I feel like the answer is no. My reasoning is as follows: suppose $(0)$ has a minimal primary decomposition $(0) = \bigcap^n_{i = 1} \mathfrak{q}_i$ with $r(\mathfrak{q}_i) = \mathfrak{p}_i$. Now every ideal in $C(X)$ is contained in a maximal ideal of the form $\mathfrak{m}_x$ consisting of the functions which vanish at $x$ (and all the maximal ideals have this form).
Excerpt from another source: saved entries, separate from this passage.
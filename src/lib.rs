//! # EEL runtime core
//!
//! The runtime core of the EEL scripting language: the value and object
//! model, the reference-counted memory manager with weak references, the
//! register-based bytecode virtual machine with its call and exception
//! machinery, and the built-in container and string classes the VM depends
//! on.
//!
//! The compiler is an external collaborator: this crate consumes compiled
//! functions (bytecode plus constant pools and arity metadata) and class
//! registrations, and exposes value construction, object lifecycle,
//! metamethod dispatch, function invocation and exception propagation.
//!
//! ## Architecture
//!
//! - **[`Vm`]**: one VM instance owning its heap, object slab, class table,
//!   cast matrix and string pool. Instances share nothing.
//! - **[`Value`]**: the seven-case tagged union all registers and container
//!   slots hold. Plain data; ownership is explicit through the memory
//!   manager.
//! - **[`Exception`]**: the dense enumeration thrown integers map onto;
//!   also the error type of every fallible core operation.
//! - **[`Opcode`]**: the instruction set, with statically determined
//!   operand layouts.
//! - **[`FunctionBuilder`]**: how embedders (and tests) assemble bytecode
//!   functions in lieu of the external compiler.
//!
//! ## Example
//!
//! ```no_run
//! use eel_vm::{Arg, Vm, VmConfig};
//!
//! # fn example() -> eel_vm::VmResult<()> {
//! let mut vm = Vm::open(VmConfig::default())?;
//! let module = vm.create_module("main")?;
//! // ... attach compiled functions to the module ...
//! let result = vm.call_named(module, "main", &[Arg::Int(42)], true)?;
//! if let Some(v) = result {
//!     println!("result: {}", vm.value_repr(&v));
//!     vm.disown_value(v);
//! }
//! # Ok(())
//! # }
//! ```

/// Bytecode assembly and disassembly.
pub mod asm;
/// The array class.
pub mod array;
/// The typecast matrix.
pub mod cast;
/// Class registry and metamethod dispatch.
pub mod class;
/// Runtime configuration.
pub mod config;
/// The mutable byte-string class.
pub mod dstring;
/// Exception kinds and results.
pub mod error;
/// The function class.
pub mod function;
/// Object slab, reference counting, weak references, limbo lists.
pub mod memory;
/// The diagnostic message log.
pub mod messages;
/// The module class and module GC.
pub mod module;
/// Object headers and payloads.
pub mod object;
/// Instruction encoding.
pub mod opcode;
/// Operator evaluation.
pub mod operate;
/// The interned string class and string pool.
pub mod strings;
/// The table class.
pub mod table;
/// The value representation.
pub mod value;
/// Typed numeric vectors.
pub mod vector;
/// The virtual machine.
pub mod vm;

pub use asm::FunctionBuilder;
pub use class::{CastSelector, ClassId, Metamethod};
pub use config::{LoadFlags, VmConfig};
pub use error::{Exception, VmResult};
pub use function::{FunctionFlags, NativeCallback};
pub use messages::{Message, MessageKind, MessageLog};
pub use object::{CellAddr, Object, ObjectLink, Payload};
pub use opcode::{Opcode, OperandLayout};
pub use operate::Operator;
pub use value::{ObjId, Value};
pub use vm::{Arg, CallFrame, FrameFlags, LoaderCallback, Vm};
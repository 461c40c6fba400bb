//! Runtime configuration.

use bitflags::bitflags;

/// Tunables fixed at VM creation.
#[derive(Debug, Clone, Copy)]
pub struct VmConfig {
    /// Initial size of the value heap, in values.
    pub heap_initial: usize,
    /// Minimum free register slack kept above the frame top.
    pub stack_min: usize,
    /// Maximum number of dead strings retained by the string cache.
    pub string_cache_max: usize,
}

impl Default for VmConfig {
    fn default() -> Self {
        VmConfig {
            heap_initial: 256,
            stack_min: 32,
            string_cache_max: 100,
        }
    }
}

bitflags! {
    /// Flags passed through to the module loader and honored by the core
    /// where applicable (`LIST`/`LIST_ASM` request disassembly output).
    #[derive(Debug, Clone, Copy, PartialEq, Eq)]
    pub struct LoadFlags: u32 {
        /// Stop after loading; do not compile.
        const NO_COMPILE = 0x0001;
        /// Compile but skip module initialization.
        const NO_INIT = 0x0002;
        /// Request a source listing.
        const LIST = 0x0004;
        /// Request a disassembly listing.
        const LIST_ASM = 0x0008;
        /// Treat warnings as errors.
        const WERROR = 0x0010;
        /// Disable operator precedence inference.
        const NO_PRECEDENCE = 0x0020;
    }
}

#[cfg(test)]
mod tests {
    use super::*;

    #[test]
    fn defaults_match_documented_values() {
        let c = VmConfig::default();
        assert_eq!(c.heap_initial, 256);
        assert_eq!(c.stack_min, 32);
        assert_eq!(c.string_cache_max, 100);
    }
}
It must also be the case that each $\mathfrak{q}_i$ is contained in a unique $\mathfrak{m}_i$ by the minimality of the primary decomposition (i.e. $\mathfrak{q}_i \not\supseteq \bigcap_{j \neq i} \mathfrak{q}_j$). Then all the $\mathfrak{q}_i$ intersect at $0$ only; therefore the $\mathfrak{q}_i$ are not unique and our decomposition is not minimal.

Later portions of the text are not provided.